**WORK INSTRUCTIONS:** Each line in the records below that has the word "DateTime" should be copied.

===============

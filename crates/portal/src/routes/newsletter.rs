//! Newsletter signup handler.

use axum::{Json, extract::State};

use crate::api::NewsletterSignup;
use crate::error::{AppError, Result};
use crate::state::AppState;

/// Subscribe to the newsletter.
///
/// POST /api/newsletter
///
/// Open to anonymous visitors; the backend deduplicates by email.
pub async fn subscribe(
    State(state): State<AppState>,
    Json(signup): Json<NewsletterSignup>,
) -> Result<Json<serde_json::Value>> {
    if signup.name.trim().is_empty() {
        return Err(AppError::Validation("Name is required".to_string()));
    }

    state.backend().subscribe_newsletter(&signup).await?;

    Ok(Json(serde_json::json!({ "success": true })))
}
//! Domain types for the policy backend REST API.
//!
//! The backend speaks camelCase JSON; every struct here renames its fields
//! accordingly so the rest of the portal stays snake_case. Monetary fields
//! are decimal strings on the wire (preserves precision).

use chrono::{DateTime, Utc};
use rust_decimal::Decimal;
use serde::{Deserialize, Serialize};

use aegis_core::{
    ApplicationId, ApplicationStatus, BlogId, ClaimId, ClaimStatus, Email, Gender,
    PaymentFrequency, PaymentRef, PaymentStatus, PolicyId, ReviewId, RoleFlags, TransactionId,
    UserId,
};

// =============================================================================
// User Types
// =============================================================================

/// A user record as the backend stores it.
#[derive(Debug, Clone, Serialize, Deserialize)]
#[serde(rename_all = "camelCase")]
pub struct UserRecord {
    /// Backend document ID.
    #[serde(rename = "_id")]
    pub id: UserId,
    /// Display name.
    pub name: String,
    /// Email address (unique, doubles as the user key).
    pub email: Email,
    /// Profile photo URL, if one was uploaded.
    #[serde(default)]
    pub photo_url: Option<String>,
    /// Role grants.
    #[serde(flatten)]
    pub flags: RoleFlags,
    /// When the record was first created.
    #[serde(default)]
    pub created_at: Option<DateTime<Utc>>,
}

/// Payload for creating or refreshing a user record on sign-in.
#[derive(Debug, Clone, Serialize, Deserialize)]
#[serde(rename_all = "camelCase")]
pub struct UpsertUser {
    /// Display name.
    pub name: String,
    /// Email address.
    pub email: Email,
    /// Profile photo URL.
    #[serde(default, skip_serializing_if = "Option::is_none")]
    pub photo_url: Option<String>,
}

/// Payload for changing a user's role grants.
#[derive(Debug, Clone, Copy, Serialize, Deserialize)]
#[serde(rename_all = "camelCase")]
pub struct RoleUpdate {
    /// Grant of the admin role.
    pub is_admin: bool,
    /// Grant of the agent role.
    pub is_agent: bool,
}

// =============================================================================
// Policy Types
// =============================================================================

/// An insurance policy product.
#[derive(Debug, Clone, Serialize, Deserialize)]
#[serde(rename_all = "camelCase")]
pub struct Policy {
    /// Backend document ID.
    #[serde(rename = "_id")]
    pub id: PolicyId,
    /// Policy title (e.g., "Term Life Shield").
    pub title: String,
    /// Category slug (e.g., "term-life", "senior").
    pub category: String,
    /// Cover image URL.
    #[serde(default)]
    pub image_url: Option<String>,
    /// Long-form description.
    pub description: String,
    /// Minimum eligible age.
    pub min_age: u32,
    /// Maximum eligible age.
    pub max_age: u32,
    /// Minimum coverage amount.
    pub coverage_min: Decimal,
    /// Maximum coverage amount.
    pub coverage_max: Decimal,
    /// Offered term lengths in years.
    pub duration_options: Vec<u32>,
    /// Base premium rate per unit of coverage per year.
    pub base_premium_rate: Decimal,
    /// How many applications for this policy have been approved.
    #[serde(default)]
    pub purchase_count: u64,
}

/// Payload for creating or updating a policy.
#[derive(Debug, Clone, Serialize, Deserialize)]
#[serde(rename_all = "camelCase")]
pub struct PolicyInput {
    pub title: String,
    pub category: String,
    #[serde(default, skip_serializing_if = "Option::is_none")]
    pub image_url: Option<String>,
    pub description: String,
    pub min_age: u32,
    pub max_age: u32,
    pub coverage_min: Decimal,
    pub coverage_max: Decimal,
    pub duration_options: Vec<u32>,
    pub base_premium_rate: Decimal,
}

/// One page of the policy catalog.
#[derive(Debug, Clone, Serialize, Deserialize)]
#[serde(rename_all = "camelCase")]
pub struct PolicyPage {
    /// Policies on this page.
    pub policies: Vec<Policy>,
    /// Total matching policies across all pages.
    pub total: u64,
}

// =============================================================================
// Application Types
// =============================================================================

/// A policy application as the backend stores it.
#[derive(Debug, Clone, Serialize, Deserialize)]
#[serde(rename_all = "camelCase")]
pub struct Application {
    /// Backend document ID.
    #[serde(rename = "_id")]
    pub id: ApplicationId,
    /// Applicant display name (taken from the session at submit time).
    pub user_name: String,
    /// Applicant email (taken from the session at submit time).
    pub user_email: Email,
    /// The policy applied for.
    pub policy_id: PolicyId,
    /// Denormalized policy title for list views.
    pub policy_title: String,
    /// Assigned agent, once an admin assigns one.
    #[serde(default)]
    pub agent_email: Option<Email>,
    /// Street address.
    pub address: String,
    /// Phone number.
    pub phone: String,
    /// National ID number.
    #[serde(default)]
    pub nid: Option<String>,
    /// Nominee full name.
    pub nominee_name: String,
    /// Nominee relationship to the applicant.
    pub nominee_relation: String,
    /// Self-reported health conditions.
    #[serde(default)]
    pub health_disclosures: Vec<String>,
    /// Applicant age at quote time.
    pub age: u32,
    /// Applicant gender at quote time.
    pub gender: Gender,
    /// Whether the applicant is a smoker.
    pub smoker: bool,
    /// Requested coverage amount.
    pub coverage: Decimal,
    /// Requested term length in years.
    pub duration_years: u32,
    /// Chosen billing frequency.
    pub frequency: PaymentFrequency,
    /// Monthly premium from the quote; absent when submitted without one.
    #[serde(default)]
    pub monthly_premium: Option<Decimal>,
    /// Annual premium from the quote; absent when submitted without one.
    #[serde(default)]
    pub annual_premium: Option<Decimal>,
    /// Whether the premiums came from a quote computed by this portal.
    #[serde(default)]
    pub quoted: bool,
    /// Review status.
    #[serde(default)]
    pub status: ApplicationStatus,
    /// Premium payment status.
    #[serde(default)]
    pub payment_status: PaymentStatus,
    /// Reviewer feedback when rejected.
    #[serde(default)]
    pub rejection_feedback: Option<String>,
    /// When the application was submitted.
    #[serde(default)]
    pub submitted_at: Option<DateTime<Utc>>,
}

/// Payload for submitting an application.
///
/// Built server-side from the session and quote handoff; the browser never
/// supplies premiums or identity fields directly.
#[derive(Debug, Clone, Serialize, Deserialize)]
#[serde(rename_all = "camelCase")]
pub struct ApplicationInput {
    pub user_name: String,
    pub user_email: Email,
    pub policy_id: PolicyId,
    pub policy_title: String,
    pub address: String,
    pub phone: String,
    #[serde(default, skip_serializing_if = "Option::is_none")]
    pub nid: Option<String>,
    pub nominee_name: String,
    pub nominee_relation: String,
    #[serde(default)]
    pub health_disclosures: Vec<String>,
    pub age: u32,
    pub gender: Gender,
    pub smoker: bool,
    pub coverage: Decimal,
    pub duration_years: u32,
    pub frequency: PaymentFrequency,
    #[serde(skip_serializing_if = "Option::is_none")]
    pub monthly_premium: Option<Decimal>,
    #[serde(skip_serializing_if = "Option::is_none")]
    pub annual_premium: Option<Decimal>,
    pub quoted: bool,
    pub status: ApplicationStatus,
    pub payment_status: PaymentStatus,
}

/// Payload for an admin review decision.
#[derive(Debug, Clone, Serialize, Deserialize)]
#[serde(rename_all = "camelCase")]
pub struct StatusUpdate {
    /// The new status.
    pub status: ApplicationStatus,
    /// Feedback for the applicant; only meaningful for rejections.
    #[serde(default, skip_serializing_if = "Option::is_none")]
    pub rejection_feedback: Option<String>,
}

/// Payload for assigning an agent to an application.
#[derive(Debug, Clone, Serialize, Deserialize)]
#[serde(rename_all = "camelCase")]
pub struct AssignAgent {
    /// The agent taking over the application.
    pub agent_email: Email,
}

// =============================================================================
// Claim Types
// =============================================================================

/// A claim request against an approved application.
#[derive(Debug, Clone, Serialize, Deserialize)]
#[serde(rename_all = "camelCase")]
pub struct ClaimRequest {
    /// Backend document ID.
    #[serde(rename = "_id")]
    pub id: ClaimId,
    /// The approved application claimed against.
    pub application_id: ApplicationId,
    /// Denormalized policy title for list views.
    pub policy_title: String,
    /// Claimant email.
    pub user_email: Email,
    /// Why the claim is being made.
    pub reason: String,
    /// Supporting document URL, if uploaded.
    #[serde(default)]
    pub document_url: Option<String>,
    /// Review status.
    #[serde(default)]
    pub status: ClaimStatus,
    /// When the claim was submitted.
    #[serde(default)]
    pub submitted_at: Option<DateTime<Utc>>,
}

/// Payload for submitting a claim.
#[derive(Debug, Clone, Serialize, Deserialize)]
#[serde(rename_all = "camelCase")]
pub struct ClaimInput {
    pub application_id: ApplicationId,
    pub policy_title: String,
    pub user_email: Email,
    pub reason: String,
    #[serde(default, skip_serializing_if = "Option::is_none")]
    pub document_url: Option<String>,
}

/// Payload for a claim review decision.
#[derive(Debug, Clone, Serialize, Deserialize)]
#[serde(rename_all = "camelCase")]
pub struct ClaimStatusUpdate {
    /// The new status.
    pub status: ClaimStatus,
}

// =============================================================================
// Blog Types
// =============================================================================

/// A blog article written by an agent or admin.
#[derive(Debug, Clone, Serialize, Deserialize)]
#[serde(rename_all = "camelCase")]
pub struct Blog {
    /// Backend document ID.
    #[serde(rename = "_id")]
    pub id: BlogId,
    /// Article title.
    pub title: String,
    /// Article body.
    pub content: String,
    /// Author display name.
    pub author_name: String,
    /// Author email.
    pub author_email: Email,
    /// Author photo URL.
    #[serde(default)]
    pub author_photo_url: Option<String>,
    /// Cover image URL.
    #[serde(default)]
    pub image_url: Option<String>,
    /// Publish timestamp.
    #[serde(default)]
    pub published_at: Option<DateTime<Utc>>,
    /// Total detail-page visits.
    #[serde(default)]
    pub total_visits: u64,
}

/// Payload for creating or updating a blog article.
#[derive(Debug, Clone, Serialize, Deserialize)]
#[serde(rename_all = "camelCase")]
pub struct BlogInput {
    pub title: String,
    pub content: String,
    pub author_name: String,
    pub author_email: Email,
    #[serde(default, skip_serializing_if = "Option::is_none")]
    pub author_photo_url: Option<String>,
    #[serde(default, skip_serializing_if = "Option::is_none")]
    pub image_url: Option<String>,
}

// =============================================================================
// Review Types
// =============================================================================

/// A customer review left on a purchased policy.
#[derive(Debug, Clone, Serialize, Deserialize)]
#[serde(rename_all = "camelCase")]
pub struct Review {
    /// Backend document ID.
    #[serde(rename = "_id")]
    pub id: ReviewId,
    /// The reviewed policy.
    pub policy_id: PolicyId,
    /// Denormalized policy title.
    pub policy_title: String,
    /// Reviewer display name.
    pub user_name: String,
    /// Reviewer email.
    pub user_email: Email,
    /// Reviewer photo URL.
    #[serde(default)]
    pub user_photo_url: Option<String>,
    /// Star rating, 1-5.
    pub rating: u8,
    /// Free-text feedback.
    pub comment: String,
    /// When the review was submitted.
    #[serde(default)]
    pub submitted_at: Option<DateTime<Utc>>,
}

/// Payload for submitting a review.
#[derive(Debug, Clone, Serialize, Deserialize)]
#[serde(rename_all = "camelCase")]
pub struct ReviewInput {
    pub policy_id: PolicyId,
    pub policy_title: String,
    pub user_name: String,
    pub user_email: Email,
    #[serde(default, skip_serializing_if = "Option::is_none")]
    pub user_photo_url: Option<String>,
    pub rating: u8,
    pub comment: String,
}

// =============================================================================
// Newsletter Types
// =============================================================================

/// A newsletter signup from the public home page.
#[derive(Debug, Clone, Serialize, Deserialize)]
#[serde(rename_all = "camelCase")]
pub struct NewsletterSignup {
    pub name: String,
    pub email: Email,
}

// =============================================================================
// Payment Types
// =============================================================================

/// Request to open a payment intent with the processor.
#[derive(Debug, Clone, Serialize, Deserialize)]
#[serde(rename_all = "camelCase")]
pub struct PaymentIntentRequest {
    /// Amount to charge, in the currency's standard unit.
    pub price: Decimal,
}

/// Processor handle for a freshly opened payment intent.
#[derive(Debug, Clone, Serialize, Deserialize)]
#[serde(rename_all = "camelCase")]
pub struct PaymentIntentResponse {
    /// Client secret the payment widget confirms against.
    pub client_secret: String,
}

/// Payload recording a confirmed charge.
#[derive(Debug, Clone, Serialize, Deserialize)]
#[serde(rename_all = "camelCase")]
pub struct RecordPayment {
    /// Processor payment reference.
    pub payment_ref: PaymentRef,
    /// The application the premium was paid for.
    pub application_id: ApplicationId,
    /// Denormalized policy title.
    pub policy_title: String,
    /// Payer email.
    pub user_email: Email,
    /// Amount charged.
    pub amount: Decimal,
    /// Billing frequency the charge covers.
    pub frequency: PaymentFrequency,
}

/// A payment-history row.
#[derive(Debug, Clone, Serialize, Deserialize)]
#[serde(rename_all = "camelCase")]
pub struct Transaction {
    /// Backend document ID.
    #[serde(rename = "_id")]
    pub id: TransactionId,
    /// Processor payment reference.
    pub payment_ref: PaymentRef,
    /// The application the premium was paid for.
    pub application_id: ApplicationId,
    /// Denormalized policy title.
    pub policy_title: String,
    /// Payer email.
    pub user_email: Email,
    /// Amount charged.
    pub amount: Decimal,
    /// Billing frequency the charge covers.
    pub frequency: PaymentFrequency,
    /// Processor-reported status string (e.g., "succeeded").
    pub status: String,
    /// When the charge was recorded.
    #[serde(default)]
    pub paid_at: Option<DateTime<Utc>>,
}

// =============================================================================
// Dashboard Types
// =============================================================================

/// Aggregate counts for the admin dashboard.
#[derive(Debug, Clone, Serialize, Deserialize)]
#[serde(rename_all = "camelCase")]
pub struct DashboardStats {
    pub total_users: u64,
    pub total_policies: u64,
    pub total_applications: u64,
    pub pending_applications: u64,
    pub pending_claims: u64,
    /// Sum of recorded payments.
    pub total_revenue: Decimal,
}

/// One point on the admin earnings chart.
#[derive(Debug, Clone, Serialize, Deserialize)]
#[serde(rename_all = "camelCase")]
pub struct ChartPoint {
    /// X-axis label (e.g., a month or policy title).
    pub label: String,
    /// Policies sold in this bucket.
    pub policies_sold: u64,
    /// Revenue recorded in this bucket.
    pub revenue: Decimal,
}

===============

**TASK OUTPUT:**
use chrono::{DateTime, Utc};
    pub created_at: Option<DateTime<Utc>>,
    pub submitted_at: Option<DateTime<Utc>>,
    pub submitted_at: Option<DateTime<Utc>>,
    pub published_at: Option<DateTime<Utc>>,
    pub submitted_at: Option<DateTime<Utc>>,
    pub paid_at: Option<DateTime<Utc>>,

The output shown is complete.